We stop in Hvar town and our guide shows us where his family home is and where he and his brother ran a wine bar until there was too much sibling rivalry and discontent. They now live together with their families but have rented out this space to another wine bar merchant.  Laura and I wish we had more time here to poke about in stores, explore small side streets, see the Franciscan Monastery and have a painless smile makeover.  However, our guide says we are late for lunch and must head up the mountain hillside.  

After a winding road and walk up a trail we are greeted with a 
lovely small family restaurant in a private olive grove with an amazing background of Adriatic Sea and Stari Grad city where we have a private lunch. 








We watch the cook as he fries peppers and fills them with home made cheese. After this he barbecues chicken and veal on his large and hot stove. 





Of course there is no air conditioning in this basic shelter and the temperature is in the 80’s or 90’s outside but with the hot stove on top of that I don’t know how he cooks in this temperature.  We are the only guests here except for his wife who greets us holding her 5-month-old baby.

View from family restaurant 
Back at the hotel by 3 pm Seth and Laura go swimming and we walk about this quaint and sleepy village. John moves the time later for our next meal so we can be hungry enough to enjoy it. I think about how much weight I am gaining. Funny how on holidays one thinks about and enjoys meals so much more. We stop in the village for drinks and Laura and I buy lavender from some girls selling on the town square.

Girls sell us lavender 

Going out for Dinner on a Vespa

 At 8 pm the hotel manager takes me via Vespa while the others go in a car to another amazing traditional family home restaurant in the country called Konoba Kokot. This restaurant almost equals our oyster island restaurant for heavenliness, peacefulness and isolation.  It is set in the family’s back yard under an ancient almond tree with a view of lavender and the owner’s garden. 

View from our dinner table
The cook’s three children and his wife are also having dinner at a table nearby.
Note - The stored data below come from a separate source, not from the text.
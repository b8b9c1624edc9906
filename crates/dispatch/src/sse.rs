//! Generic upstream-chunk → client-SSE-record driver shared by both dialects
//! (spec.md §4.9 SSE Framer, §4.10/§4.11 stream accumulation).
//!
//! Dialect-specific translation (what a chunk/finalize call produces) is
//! injected via closures; this module only owns the framing, JSON parsing,
//! and `[DONE]`/end-of-body bookkeeping that's identical either way.

use std::collections::VecDeque;

use bytes::Bytes;
use futures_util::stream::{self, Stream};
use protocol::upstream::UpstreamResponse;
use transport::SseFramer;

struct StreamState<Acc, FChunk, FFinal> {
    response: reqwest::Response,
    framer: SseFramer,
    accumulator: Acc,
    on_chunk: FChunk,
    on_finalize: FFinal,
    queue: VecDeque<String>,
    done_line: Option<&'static str>,
    finished: bool,
}

/// Drive `response`'s body through the SSE framer, feeding each parsed
/// upstream chunk to `on_chunk` and the end-of-body condition to
/// `on_finalize`, both writing already-rendered SSE records (`data: ...\n\n`
/// or `event: ...\ndata: ...\n\n`) into the output stream. A malformed
/// upstream JSON line is logged and skipped (spec.md §7 `ParseFailure`); a
/// read error on the body ends the stream the same way a clean EOF would,
/// after running `on_finalize` once.
pub(crate) fn drive<Acc, FChunk, FFinal>(
    response: reqwest::Response,
    accumulator: Acc,
    on_chunk: FChunk,
    on_finalize: FFinal,
    done_line: Option<&'static str>,
) -> impl Stream<Item = Bytes>
where
    Acc: Send + 'static,
    FChunk: FnMut(&mut Acc, &UpstreamResponse) -> Vec<String> + Send + 'static,
    FFinal: FnMut(&mut Acc) -> Vec<String> + Send + 'static,
{
    let state = StreamState {
        response,
        framer: SseFramer::new(),
        accumulator,
        on_chunk,
        on_finalize,
        queue: VecDeque::new(),
        done_line,
        finished: false,
    };

    stream::unfold(state, |mut state| async move {
        loop {
            if let Some(line) = state.queue.pop_front() {
                return Some((Bytes::from(line), state));
            }
            if state.finished {
                return None;
            }

            match state.response.chunk().await {
                Ok(Some(chunk)) => {
                    let payloads = state.framer.feed(&chunk);
                    let saw_done = state.framer.saw_done(&chunk);
                    for payload in payloads {
                        match serde_json::from_str::<UpstreamResponse>(&payload) {
                            Ok(upstream_chunk) => {
                                let lines = (state.on_chunk)(&mut state.accumulator, &upstream_chunk);
                                state.queue.extend(lines);
                            }
                            Err(e) => {
                                tracing::warn!(error = %e, "skipping malformed upstream stream chunk");
                            }
                        }
                    }
                    if saw_done {
                        state.finish();
                    }
                }
                Ok(None) => state.finish(),
                Err(e) => {
                    tracing::warn!(error = %e, "upstream stream body read failed, ending stream");
                    state.finish();
                }
            }
        }
    })
}

impl<Acc, FChunk, FFinal> StreamState<Acc, FChunk, FFinal>
where
    FFinal: FnMut(&mut Acc) -> Vec<String>,
{
    fn finish(&mut self) {
        let lines = (self.on_finalize)(&mut self.accumulator);
        self.queue.extend(lines);
        if let Some(done) = self.done_line {
            self.queue.push_back(done.to_string());
        }
        self.finished = true;
    }
}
We start with a rakica drink and figs.  The drink is like grappa but with a sharper taste and quite delicious when paired with figs. We are also served several types of homemade goat cheeses along with crepes filled with melted cheese and asparagus. This is followed with peka… the local Croatian dish that is baked for hours on a large furnace heated with wood. 


Preparing Peka

Peka ~ local Croatian Dish
It is moist and delicious and while you think you can’t eat any more it is seems necessary to do so. Of course, there is ever flowing homemade red wine.  I wonder how I can possibly stay seated on the Vespa to get safely home ~ luckily the manager arrives to pick us up in a car that fits all of us.